À saison pluvieuse spectaculaire, polémique exceptionnelle : au Sénégal, les réseaux sociaux et les médias bruissent d’interrogations sur l’emploi des fonds alloués au Programme décennal de lutte contre les inondations.

Pour comprendre l’ampleur de cette fin de saison pluvieuse déjà qualifiée d’exceptionnelle, il n’y a rien de plus explicite que le choc d’une image et le poids d’un chiffre. Mi-août, entre présumées fake news et fact-checking, un cliché montrait des élèves de l’école Pikine 20 B, dans la banlieue de Dakar, en train de composer leurs examens de fin d’année les pieds dans l’eau.

Calamité et désolation

Deux semaines plus tard, le ministre de l’Hydraulique, Serigne Mbaye Thiam, annonçait que les précipitations du week-end des 5 et 6 septembre derniers avaient dépassé, avec 124 millimètres, la pluviométrie de trois mois d’une saison des pluies normale.
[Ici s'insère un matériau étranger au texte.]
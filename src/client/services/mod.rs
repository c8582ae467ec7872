//! # Domain Services
//!
//! Cache-then-network reads and queue-on-failure writes for the screens.
//!
//! ## Read path
//!
//! 1. Fresh cache hit, unless the caller forces a refresh
//! 2. Live request; success refreshes the cache entry
//! 3. Transient failure falls back to the cached entry regardless of age
//! 4. No entry at all: the live error surfaces
//!
//! ## Key Components
//!
//! - `student.rs`: profiles and the admin student list
//! - `vitals.rs`: latest reading, history, uploads and the queue replayer

pub mod student;
pub mod vitals;

pub use student::StudentService;
pub use vitals::{UploadOutcome, UploadReplayer, VitalsService};

use crate::client::cache::PersistentCache;
use crate::shared::error::SyncResult;
use serde::de::DeserializeOwned;
use serde::Serialize;
use std::future::Future;
use std::time::Duration;

/// Read through the cache with a stale fallback on transient failures
pub(crate) async fn cached_fetch<T, F, Fut>(
    cache: &PersistentCache,
    key: &str,
    ttl: Duration,
    force_refresh: bool,
    fetch: F,
) -> SyncResult<T>
where
    T: Serialize + DeserializeOwned,
    F: FnOnce() -> Fut,
    Fut: Future<Output = SyncResult<T>>,
{
    if !force_refresh {
        if let Some(hit) = cache.get(key).await {
            tracing::debug!("Cache hit for {}", key);
            return Ok(hit);
        }
    }

    match fetch().await {
        Ok(value) => {
            if let Err(e) = cache.set(key, &value, ttl).await {
                tracing::warn!("Failed to cache {}: {}", key, e);
            }
            Ok(value)
        }
        Err(e) if e.is_transient() => match cache.get_stale(key).await {
            Some(stale) => {
                tracing::info!("Serving cached {} while offline: {}", key, e);
                Ok(stale)
            }
            None => Err(e),
        },
        Err(e) => Err(e),
    }
}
Comme dans la quasi-totalité de l’Afrique de l’Ouest (Niger, Nigeria, Mali ou Burkina), les nuages qui ont survolé le Sénégal ont déversé calamité et désolation : pertes en vies  humaines, habitations fissurées voire effondrées, hectares de terres cultivables englouties, animaux emportés par les torrents et risques de maladies et de famine. En ce début de mois de septembre, il est trop tôt pour faire un bilan. L’heure est à la sempiternelle gestion de l’urgence, avec le Plan Orsec d’organisation de la réponse de la sécurité civile déclenché par le président Macky Sall. Mais ceux qui ont encore le loisir d’écrire des articles et de poster sur les réseaux sociaux soulignent l’oubli présumé des serments et anticipent l’anesthésie des souffrances qui suit ce genre de crise climatique.

Affliction détrempée

Si la saison 2020 semble exceptionnelle, les inondations dévastatrices sont légion dans l’histoire récente du Sénégal. Et certains habitants du pays de la Téranga s’en souviennent. Déguerpis et conscients des limites des autorités locales, des sinistrés indignés rappellent les promesses d’assainissement lancées par l’État au moment où les inondés choisissaient des zones d’habitation qui ne devaient pas être «à risque». Quid des canalisations promises à l’achat des parcelles ? Quid des «investissements structurants pour l’assainissement des eaux pluviales» ou de la «restructuration des zones inondables» annoncés dans le programme du candidat Macky Sall ? Il n’en fallait pas plus pour que des polémiques jaillissent de l’affliction détrempée. Les journalistes, à mots couverts, et les internautes, plus frontalement, se demandent ce que sont devenus les 767 milliards de Fcfa attribués, dès 2012, au Programme décennal de lutte contre les inondations.